When a battered woman doesn’t reach her full potential,  it affects all of us.

 

  1. Domestic Violence Does Not Discriminate: Domestic Violence doesn’t care if you’re rich, poor, white, brown, yellow, or black. It doesn’t give a shit about Christians, or Muslims, or your socio-economic status. It doesn’t give a damn if you’re a teacher, or stay-at-home-mom, or prominent in the community. It just doesn’t care.

 

Don’t kid yourselves. When domestic violence happens to somebody else, it also happens to you.

 

  1. The Brainwashing Begins Early: I heard a horrendous story this week about a 6 year old girl who had gone to the school nurse with a black eye. “He hurt me.” She cried. The nurse responded, “Well, he must like you then.”    true story…( I hope she was fired )

 

Boys will be boys.   That’s how he shows he really likes you.    He’s punching you because he can’t express himself.     Stop crying like a girl.

 

If you are giggling at these sentences, you are part of the problem—not the solution.
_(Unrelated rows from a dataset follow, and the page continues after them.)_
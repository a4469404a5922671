use anyhow::{Context, Result, bail};
use serde::{Deserialize, Deserializer};
use std::path::{Path, PathBuf};

use super::args::{CliArgs, OutputFormat};
use scry_checker::CheckerOptions;

/// File name looked up next to the input when `--config` is not given.
pub const CONFIG_FILE_NAME: &str = "scry.json";

/// Custom deserializer for boolean options that accepts both bool and string values.
/// This handles cases where config files use `"true"` or `"false"` strings.
fn deserialize_bool_or_string<'de, D>(deserializer: D) -> Result<Option<bool>, D::Error>
where
    D: Deserializer<'de>,
{
    use serde::de::Error;

    #[derive(Deserialize)]
    #[serde(untagged)]
    enum BoolOrString {
        Bool(bool),
        String(String),
    }

    match Option::<BoolOrString>::deserialize(deserializer)? {
        None => Ok(None),
        Some(BoolOrString::Bool(b)) => Ok(Some(b)),
        Some(BoolOrString::String(s)) => {
            let normalized = s.trim().to_lowercase();
            match normalized.as_str() {
                "true" | "1" | "yes" | "on" => Ok(Some(true)),
                "false" | "0" | "no" | "off" => Ok(Some(false)),
                _ => Err(Error::custom(format!(
                    "invalid boolean value: '{}'. Expected true, false, 'true', or 'false'",
                    s
                ))),
            }
        }
    }
}

#[derive(Debug, Clone, Deserialize, Default)]
#[serde(rename_all = "camelCase")]
pub struct ScryConfig {
    #[serde(default)]
    pub checker: Option<CheckerSection>,
    #[serde(default)]
    pub output: Option<OutputSection>,
}

#[derive(Debug, Clone, Deserialize, Default)]
#[serde(rename_all = "camelCase")]
pub struct CheckerSection {
    #[serde(default, deserialize_with = "deserialize_bool_or_string")]
    pub report_unresolved: Option<bool>,
    #[serde(default)]
    pub max_expression_depth: Option<u32>,
}

#[derive(Debug, Clone, Deserialize, Default)]
#[serde(rename_all = "camelCase")]
pub struct OutputSection {
    #[serde(default)]
    pub format: Option<String>,
    #[serde(default, deserialize_with = "deserialize_bool_or_string")]
    pub color: Option<bool>,
}

/// Options after merging the config file with command-line flags.
#[derive(Debug, Clone, PartialEq, Eq)]
pub struct ResolvedOptions {
    pub checker: CheckerOptions,
    pub format: OutputFormat,
    pub color: bool,
}

impl Default for ResolvedOptions {
    fn default() -> Self {
        ResolvedOptions {
            checker: CheckerOptions::default(),
            format: OutputFormat::Text,
            color: true,
        }
    }
}

pub fn resolve_options(config: &ScryConfig) -> Result<ResolvedOptions> {
    let mut resolved = ResolvedOptions::default();

    if let Some(checker) = &config.checker {
        if let Some(report_unresolved) = checker.report_unresolved {
            resolved.checker.report_unresolved = report_unresolved;
        }
        if let Some(depth) = checker.max_expression_depth {
            if depth == 0 {
                bail!("checker.maxExpressionDepth must be at least 1");
            }
            resolved.checker.max_expression_depth = depth;
        }
    }

    if let Some(output) = &config.output {
        if let Some(format) = output.format.as_deref() {
            resolved.format = parse_output_format(format)?;
        }
        if let Some(color) = output.color {
            resolved.color = color;
        }
    }

    Ok(resolved)
}

/// Command-line flags win over file values.
pub fn apply_args(mut resolved: ResolvedOptions, args: &CliArgs) -> Result<ResolvedOptions> {
    if args.no_report_unresolved {
        resolved.checker.report_unresolved = false;
    }
    if let Some(depth) = args.max_expression_depth {
        if depth == 0 {
            bail!("--max-expression-depth must be at least 1");
        }
        resolved.checker.max_expression_depth = depth;
    }
    if let Some(format) = args.format {
        resolved.format = format;
    }
    if args.no_color {
        resolved.color = false;
    }
    Ok(resolved)
}

fn parse_output_format(value: &str) -> Result<OutputFormat> {
    match value.trim().to_ascii_lowercase().as_str() {
        "text" => Ok(OutputFormat::Text),
        "json" => Ok(OutputFormat::Json),
        _ => bail!("unsupported output.format '{}'", value),
    }
}

pub fn parse_config(source: &str) -> Result<ScryConfig> {
    let config =
        serde_json::from_str(&normalize_jsonc(source)).context("failed to parse scry.json")?;
    Ok(config)
}

pub fn load_config(path: &Path) -> Result<ScryConfig> {
    let source = std::fs::read_to_string(path)
        .with_context(|| format!("failed to read config: {}", path.display()))?;
    parse_config(&source).with_context(|| format!("failed to parse config: {}", path.display()))
}

/// The config that applies to `input`: the explicit path if given, else a
/// `scry.json` beside the input when one exists.
pub fn find_config(input: &Path, explicit: Option<&Path>) -> Option<PathBuf> {
    if let Some(path) = explicit {
        return Some(path.to_path_buf());
    }
    let dir = match input.parent() {
        Some(dir) if !dir.as_os_str().is_empty() => dir,
        _ => Path::new("."),
    };
    let candidate = dir.join(CONFIG_FILE_NAME);
    candidate.is_file().then_some(candidate)
}

/// Load and merge everything that configures a run.
pub fn resolve_for_args(args: &CliArgs) -> Result<ResolvedOptions> {
    let resolved = match find_config(&args.input, args.config.as_deref()) {
        Some(path) => {
            tracing::debug!(path = %path.display(), "loading config");
            let config = load_config(&path)?;
            resolve_options(&config)
                .with_context(|| format!("invalid config: {}", path.display()))?
        }
        None => ResolvedOptions::default(),
    };
    apply_args(resolved, args)
}

/// Lexer state while reading `scry.json`.
#[derive(Clone, Copy, PartialEq, Eq)]
enum Lex {
    Json,
    Str,
    StrEscape,
    LineComment,
    BlockComment,
}

/// Rewrite `scry.json` text as strict JSON in one pass. Comments are dropped
/// (newlines kept so serde's line numbers still match) and a comma whose
/// next significant character closes an object or array is blanked out.
/// String contents are copied verbatim.
fn normalize_jsonc(input: &str) -> String {
    let mut out = String::with_capacity(input.len());
    let mut chars = input.chars().peekable();
    let mut lex = Lex::Json;
    // Byte offset in `out` of a comma not yet followed by a value.
    let mut open_comma: Option<usize> = None;

    while let Some(ch) = chars.next() {
        match lex {
            Lex::Str => {
                out.push(ch);
                lex = match ch {
                    '\\' => Lex::StrEscape,
                    '"' => Lex::Json,
                    _ => Lex::Str,
                };
            }
            Lex::StrEscape => {
                out.push(ch);
                lex = Lex::Str;
            }
            Lex::LineComment => {
                if ch == '\n' {
                    out.push(ch);
                    lex = Lex::Json;
                }
            }
            Lex::BlockComment => {
                if ch == '*' && chars.next_if_eq(&'/').is_some() {
                    lex = Lex::Json;
                } else if ch == '\n' {
                    out.push(ch);
                }
            }
            Lex::Json => match ch {
                '/' if chars.next_if_eq(&'/').is_some() => lex = Lex::LineComment,
                '/' if chars.next_if_eq(&'*').is_some() => lex = Lex::BlockComment,
                '}' | ']' => {
                    if let Some(at) = open_comma.take() {
                        out.replace_range(at..at + 1, " ");
                    }
                    out.push(ch);
                }
                ',' => {
                    open_comma = Some(out.len());
                    out.push(ch);
                }
                ch if ch.is_whitespace() => out.push(ch),
                _ => {
                    open_comma = None;
                    if ch == '"' {
                        lex = Lex::Str;
                    }
                    out.push(ch);
                }
            },
        }
    }

    out
}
Attitudes about control, power, and violence begins early.

 

This affects all of us later on.

 

  1. The Health Care System Suffers:   FORBES Healthcare notes that Domestic violence costs $8.3 billion in expenses annually: a combination of higher medical costs ($5.8 billion) and lost productivity ($2.5 billion)

 

Domestic violence leads to an increased incidence of chronic disease: Abused women are 70 percent more likely to have heart disease, 80 percent more likely to experience a stroke and 60 percent more likely to develop asthma.

 

None of us are untouched by fists and punches and razor sharp words.

 

  1. We Cannot Change Anyone:    Shame.      Silence.      Secrets.

 

Shhhh, don’t tell. Telling makes us weak and stupid for staying. Telling makes it real. She keeps trying to convince herself he will change. She keeps hoping things will get better. It doesn’t. In fact, it gets worse. Now, the children are drawn in. Now, the children are interwoven into the abuse.

 

Nobody. Absolutely Nobody will change unless he/she desires to.   But you can.

 

Staying in an abusive relationship affects all of us. Staying in an abusive relationship shapes our children and the children of their children.

 

  1. We Are Human Beings: Which means, we are God’s greatest achievement. We are meant to thrive, live our lives to the fullest, and EMPOWER others. We are designed to rise up from the depths of darkness into immeasurable light.

 

We were not created to be exploited, beaten, crushed, and placed inside a cage.

 

We were not created to have our souls die before we do.

 

Because when the soul stops breathing…

 

     The universe stops breathing, too.

 

——What you can do TODAY:

TELL somebody: A neighbor, family member, your pastor, a stranger, your co-worker.

 

Never.  EVER.  stay silent about domestic violence.

 

Click Here For HERE for help NOW.

 

Call the domestic Abuse hotline to make a safety plan now: 1-800-799-7233

((((( Break The Chains TODAY!!! )))))   I play this every single day before work.  It EMPOWERS ME.  It is my prayer.  What is your prayer?  What makes you strong,  darling?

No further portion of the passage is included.